Da questi studi si evince che la ricerca dei fattori aspecifici è volta ad identificare i fattori che, al contrario di quanto avvenuto con gli studi di evidence based, volti alla semplice remissione del sintomo, determinano il cambiamento.
IL CAMBIAMENTO
Sempre Norcross (2010), analizzando il modello transteoretico, analizza le fasi del processo di cambiamento in modo da poterle adattare al trattamento terapeutico. Il cambiamento viene inteso come sollievo dai sintomi, abbandono della terapia e alleanza di lavoro. A suo parere basterebbe, per ottenere risultati migliori, delle semplici riflessioni inziali che individua:
Nel valutare la fase di cambiamento ovvero sondare la disponibilità del cliente a cambiare;
Nel non trattare i pazienti come se fossero tutti in azione. Al contrario, i pazienti non sono sempre disponibili all’azione. Citando Velicer et alt. (1995) si stima che il 40% dei pazienti sia in pre-contemplazione, il 40% in contemplazione e solo il 20% in azione;
Nello stabilire obiettivi realistici congruenti con la fase in cui si trova il paziente. Ad esempio, un obiettivo realistico per il paziente è passare dalla fase di pre-conteplazione a quello della contemplazione. Ciò significherebbe che il paziente in una determinata fase non concepisce il cambiamento o ha timore del cambiamento ed in un’altra inizierebbe a prenderlo in considerazione;
Trattare i pazienti in pre-contemplazione con cautela poiché spesso sopravvalutano i contro e sottovalutano i pro al cambiamento. Imporre a questi pazienti un’azione significherebbe allontanarli dalla terapia e spingerli verso l’abbandono;
Nell’adattare i processi alle fasi. Per progredire in maniera ottimale i pazienti devono passare dalla fase di pre-contemplazione, alla contemplazione e, infine, all’azione attraverso l’aumento della consapevolezza, l’auto-liberazione e il sollievo drammatico / eccitazione emotiva.

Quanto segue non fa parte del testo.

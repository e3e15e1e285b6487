//! Concurrency: mutations serialize, readers see atomic transitions.

use std::collections::HashSet;
use std::thread;

use cinedb::DeleteSelector;

use crate::test_utils::{draft, open_empty};

#[test]
fn concurrent_creates_assign_unique_ids() {
    let (_dir, catalog) = open_empty();

    let handles: Vec<_> = (0..4)
        .map(|t| {
            let catalog = catalog.clone();
            thread::spawn(move || {
                for i in 0..10 {
                    catalog.create(draft(&format!("movie-{t}-{i}"))).unwrap();
                }
            })
        })
        .collect();
    for handle in handles {
        handle.join().unwrap();
    }

    let all = catalog.movies(None, None);
    assert_eq!(all.len(), 40);
    let ids: HashSet<u64> = all.iter().map(|m| m.id).collect();
    assert_eq!(ids.len(), 40);
    assert_eq!(catalog.next_id(), 41);
}

#[test]
fn readers_never_observe_a_half_applied_mutation() {
    let (_dir, catalog) = open_empty();
    for i in 0..20 {
        catalog.create(draft(&format!("seed-{i}"))).unwrap();
    }

    let writer = {
        let catalog = catalog.clone();
        thread::spawn(move || {
            for i in 0..20 {
                catalog.create(draft(&format!("extra-{i}"))).unwrap();
                catalog
                    .delete(&DeleteSelector::by_title(format!("extra-{i}")))
                    .unwrap();
            }
        })
    };

    let readers: Vec<_> = (0..2)
        .map(|_| {
            let catalog = catalog.clone();
            thread::spawn(move || {
                for _ in 0..200 {
                    let snapshot = catalog.movies(None, None);
                    // Each create/delete pair is atomic: a snapshot holds
                    // either 20 or 21 records, never a duplicate id.
                    assert!(snapshot.len() == 20 || snapshot.len() == 21);
                    let ids: HashSet<u64> = snapshot.iter().map(|m| m.id).collect();
                    assert_eq!(ids.len(), snapshot.len());
                }
            })
        })
        .collect();

    writer.join().unwrap();
    for reader in readers {
        reader.join().unwrap();
    }

    assert_eq!(catalog.len(), 20);
}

L’evitare fasi e processi non corrispondenti. In sostanza senza la presa di consapevolezza, senza acquisire il significato che il sintomo assume nel contesto relazionale del paziente. Gli errori che possono essere commessi sono che, ad esempio, nel frattempo che il paziente è pronto all’azione si insiste ancora nella presa di consapevolezza cosi come spesso accade in psicoanalisi o, al contrario, come più volte detto, passare all’azione attraverso tecniche di condizionamento o esposizione senza la necessaria presa di consapevolezza;
Prescrivere relazioni di scelta abbinate allo stadio e trattamenti di scelta. Si tratta di proporre relazioni adeguate alla fase in cui si trova il paziente. Lo stesso Norcross consiglia, come esempio, a proposito di corrispondenze relazionali, di proporre un ruolo di genitore educativo ad un pre – contemplatore, uno socratico ad un contemplatore, un allenatore esperto ad uno pronto all’azione;
Nell’anticipare il riciclaggio. Se si pensa che il processo terapeutico sia una strada totalmente in discesa si è lontani dalla realtà. Il processo terapeutico, invece, si contraddistingue per essere spesso un terreno avvallato in cui sono sempre possibili le ricadute che devono essere messe in conto e, in qualche modo, seguite attentamente.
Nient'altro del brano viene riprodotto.